What is this cheerleading move called? Is it designed to intimidate the other team?
They’re starting to spell Victory?
I was a cheerleader in highschool and we sure as hell never did that move.
I have no idea what she’s trying to say other than “Look! I waxed the beaver this morning!”
Maybe it is a way of accusing the team of shaving points?
Makes a great desktop wallpaper.
I don’t see how it would be intimidating. I think it’s just showing off how limber and flexible the cheerleader is. She may just be stretching. It looks like everyone else is just standing around so it doesn’t seem to be part of a performance.
re the cheerleaders intended non vocal communication :Eat me
I don’t know what it is, but I am in favour of it.
I suddenly feel like eating a taco.
She is telling her boyfriend the quarterback what is in store for him if he wins the game.
[Frank Drebin]Hey nice beaver[/FD]
My WAG… It’s the “V” in Virginia, soon to be followed by the “T” in Tech.
Either that or they were out of butcher paper and the entire team is about to stream out of there onto the field.
Looks like an advanced mount/dismount position to me!
You are a sick, sick puppy.
Of course, I guess I am too, since I’m still laughing.
She’s wanting someone to help her find her class ring.
Well, I see that the guy holding her is missing his class ring.

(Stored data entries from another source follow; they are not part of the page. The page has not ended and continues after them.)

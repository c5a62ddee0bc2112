//! Keyboard frequency table and octave shifting.
//!
//! The instrument exposes 24 keys across two QWERTY rows, two octaves
//! starting three semitones above A3, so key 9 (the A above middle C) is
//! 440 Hz at the default octave. Octave shifts scale every key frequency
//! by a power of two rather than re-tabulating.

use libm::exp2f;

/// Number of playable keys (and voices; allocation is keyed by key index).
pub const KEY_COUNT: usize = 24;

/// Lowest selectable octave.
pub const OCTAVE_MIN: i32 = 0;
/// Highest selectable octave.
pub const OCTAVE_MAX: i32 = 8;
/// Octave at which the table frequencies apply unscaled.
pub const OCTAVE_DEFAULT: i32 = 4;

/// Base frequency of a key: `2^((k + 3) / 12) * 220` Hz.
///
/// Key 0 is middle C (261.63 Hz), key 9 is A4 (440 Hz).
pub fn key_frequency(key: usize) -> f32 {
    exp2f((key as f32 + 3.0) / 12.0) * 220.0
}

/// The full precomputed table.
pub fn frequency_table() -> [f32; KEY_COUNT] {
    core::array::from_fn(key_frequency)
}

/// Frequency multiplier for an octave setting.
pub fn octave_timescale(octave: i32) -> f32 {
    exp2f((octave - OCTAVE_DEFAULT) as f32)
}
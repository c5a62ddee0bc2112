//! Quantized parameter edit helpers.
//!
//! The control surface adjusts every patch parameter with arrow keys,
//! scaled by modifier keys. Linear percent-style parameters move in
//! 1/256 ticks, pitch-style parameters in cents, and envelope rates by
//! doubling. All steppers clamp to caller-supplied bounds and are pure,
//! so the control context can apply them to a loaded value and write the
//! result straight back to the shared store.

/// Modifier-key step scale.
#[derive(Clone, Copy, Debug, Default, PartialEq, Eq)]
pub enum StepSize {
    /// Alt: finest adjustment.
    Tiny,
    /// Ctrl: fine adjustment.
    Small,
    /// No modifier.
    #[default]
    Normal,
    /// Shift: coarse adjustment.
    Large,
}

impl StepSize {
    /// Step in cents for logarithmic frequency parameters.
    fn cents(self) -> f32 {
        match self {
            StepSize::Tiny => 1.0,
            StepSize::Small => 10.0,
            StepSize::Normal => 100.0,
            StepSize::Large => 1200.0,
        }
    }

    /// Step in 1/256 ticks for linear parameters.
    fn ticks(self) -> f32 {
        match self {
            StepSize::Tiny => 1.0,
            StepSize::Small => 4.0,
            StepSize::Normal => 16.0,
            StepSize::Large => 64.0,
        }
    }
}

/// Step a linear parameter by `sign` ticks of the given size.
#[inline]
pub fn step_linear(value: f32, sign: i32, size: StepSize, min: f32, max: f32) -> f32 {
    (value + sign as f32 * size.ticks() / 256.0).clamp(min, max)
}

/// Step a log2-octave pitch parameter by `sign` steps of the given size.
#[inline]
pub fn step_pitch(value: f32, sign: i32, size: StepSize, min: f32, max: f32) -> f32 {
    (value + sign as f32 * size.cents() / 1200.0).clamp(min, max)
}

/// Step a rate-style parameter by doubling or halving.
#[inline]
pub fn step_exponential(value: f32, sign: i32, min: f32, max: f32) -> f32 {
    let scaled = if sign >= 0 { value * 2.0 } else { value * 0.5 };
    scaled.clamp(min, max)
}

#[cfg(test)]
mod tests {
    use super::*;

    #[test]
    fn linear_steps_are_ticks() {
        let v = step_linear(0.5, 1, StepSize::Tiny, 0.0, 1.0);
        assert!((v - (0.5 + 1.0 / 256.0)).abs() < 1e-6);
        let v = step_linear(0.5, -1, StepSize::Small, 0.0, 1.0);
        assert!((v - (0.5 - 4.0 / 256.0)).abs() < 1e-6);
        let v = step_linear(0.5, 1, StepSize::Normal, 0.0, 1.0);
        assert!((v - (0.5 + 16.0 / 256.0)).abs() < 1e-6);
        let v = step_linear(0.5, 1, StepSize::Large, 0.0, 1.0);
        assert!((v - 0.75).abs() < 1e-6);
    }

    #[test]
    fn linear_clamps() {
        assert_eq!(step_linear(0.99, 1, StepSize::Large, 0.0, 1.0), 1.0);
        assert_eq!(step_linear(0.01, -1, StepSize::Large, 0.0, 1.0), 0.0);
    }

    #[test]
    fn pitch_steps_in_cents() {
        // a Large step is one full octave
        let v = step_pitch(0.0, 1, StepSize::Large, -4.0, 4.0);
        assert!((v - 1.0).abs() < 1e-6);
        // a Normal step is a semitone
        let v = step_pitch(0.0, 1, StepSize::Normal, -4.0, 4.0);
        assert!((v - 100.0 / 1200.0).abs() < 1e-6);
        // a Tiny step is one cent
        let v = step_pitch(0.0, -1, StepSize::Tiny, -4.0, 4.0);
        assert!((v + 1.0 / 1200.0).abs() < 1e-6);
    }

    #[test]
    fn pitch_clamps() {
        assert_eq!(step_pitch(3.5, 1, StepSize::Large, -4.0, 4.0), 4.0);
        assert_eq!(step_pitch(-3.5, -1, StepSize::Large, -4.0, 4.0), -4.0);
    }

    #[test]
    fn exponential_doubles_and_halves() {
        assert_eq!(step_exponential(16.0, 1, 0.25, 65536.0), 32.0);
        assert_eq!(step_exponential(16.0, -1, 0.25, 65536.0), 8.0);
        assert_eq!(step_exponential(65536.0, 1, 0.25, 65536.0), 65536.0);
        assert_eq!(step_exponential(0.25, -1, 0.25, 65536.0), 0.25);
    }
}
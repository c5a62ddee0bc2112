//! Criterion benchmarks for the render loop.
//!
//! Run with: cargo bench -p klang-synth

use std::sync::Arc;

use criterion::{BenchmarkId, Criterion, black_box, criterion_group, criterion_main};
use klang_synth::{Engine, FilterMode, SharedParams, Waveform};

const SAMPLE_RATE: f32 = 48000.0;
const BLOCK_SIZES: &[usize] = &[64, 256, 1024];

fn engine_with(waveform: Waveform, voices: usize, filter: FilterMode) -> Engine {
    let params = Arc::new(SharedParams::default());
    params.osc[0].set_waveform(waveform);
    params.filter.set_mode(filter);
    params.filter.cutoff_base.set(1.0);
    params.filter.resonance.set(1.0);
    for k in 0..voices {
        params.set_gate(k, true);
    }
    Engine::new(SAMPLE_RATE, params)
}

fn bench_single_voice_waveforms(c: &mut Criterion) {
    let mut group = c.benchmark_group("render_1voice");

    let waveforms = [
        ("sine", Waveform::Sine),
        ("pulse", Waveform::Pulse),
        ("sawtooth", Waveform::Sawtooth),
        ("triangle", Waveform::Triangle),
        ("noise", Waveform::Noise),
        ("poly17", Waveform::Poly17),
        ("poly17poly5", Waveform::Poly17Poly5),
    ];

    for (name, waveform) in waveforms {
        for &block in BLOCK_SIZES {
            let mut engine = engine_with(waveform, 1, FilterMode::None);
            let mut buffer = vec![0i16; block * 2];
            group.bench_with_input(BenchmarkId::new(name, block), &block, |b, _| {
                b.iter(|| {
                    engine.render(&mut buffer);
                    black_box(buffer[0])
                })
            });
        }
    }

    group.finish();
}

fn bench_polyphony(c: &mut Criterion) {
    let mut group = c.benchmark_group("render_polyphony");

    for voices in [1usize, 8, 24] {
        let mut engine = engine_with(Waveform::Sawtooth, voices, FilterMode::LowPass4);
        let mut buffer = vec![0i16; 512];
        group.bench_with_input(
            BenchmarkId::from_parameter(voices),
            &voices,
            |b, _| {
                b.iter(|| {
                    engine.render(&mut buffer);
                    black_box(buffer[0])
                })
            },
        );
    }

    group.finish();
}

fn bench_filter_modes(c: &mut Criterion) {
    let mut group = c.benchmark_group("render_filter");

    let modes = [
        ("bypass", FilterMode::None),
        ("lp4", FilterMode::LowPass4),
        ("hp4", FilterMode::HighPass4),
        ("notch", FilterMode::Notch),
    ];

    for (name, mode) in modes {
        let mut engine = engine_with(Waveform::Sawtooth, 4, mode);
        let mut buffer = vec![0i16; 512];
        group.bench_function(name, |b| {
            b.iter(|| {
                engine.render(&mut buffer);
                black_box(buffer[0])
            })
        });
    }

    group.finish();
}

criterion_group!(
    benches,
    bench_single_voice_waveforms,
    bench_polyphony,
    bench_filter_modes
);
criterion_main!(benches);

(Being serious for just a second - bad form, I know - could it be that he just caught her, and that this was her “position” in midair?)
They may be CALLED the Fighting Fish, but once you tackle them, you realize they play more like the Charging Chickens.
“Go Oregon State!”
Maybe it’s the battle hymen of the republic.
Always, someone has to make a tasteless and disgusting remark.
BTW, it’s called “The Wishbone”.
It’s to dislodge an IUD.
It’s called the Hymenlich Maneuver.
You continue to wear your honorary title well, sir. I approve.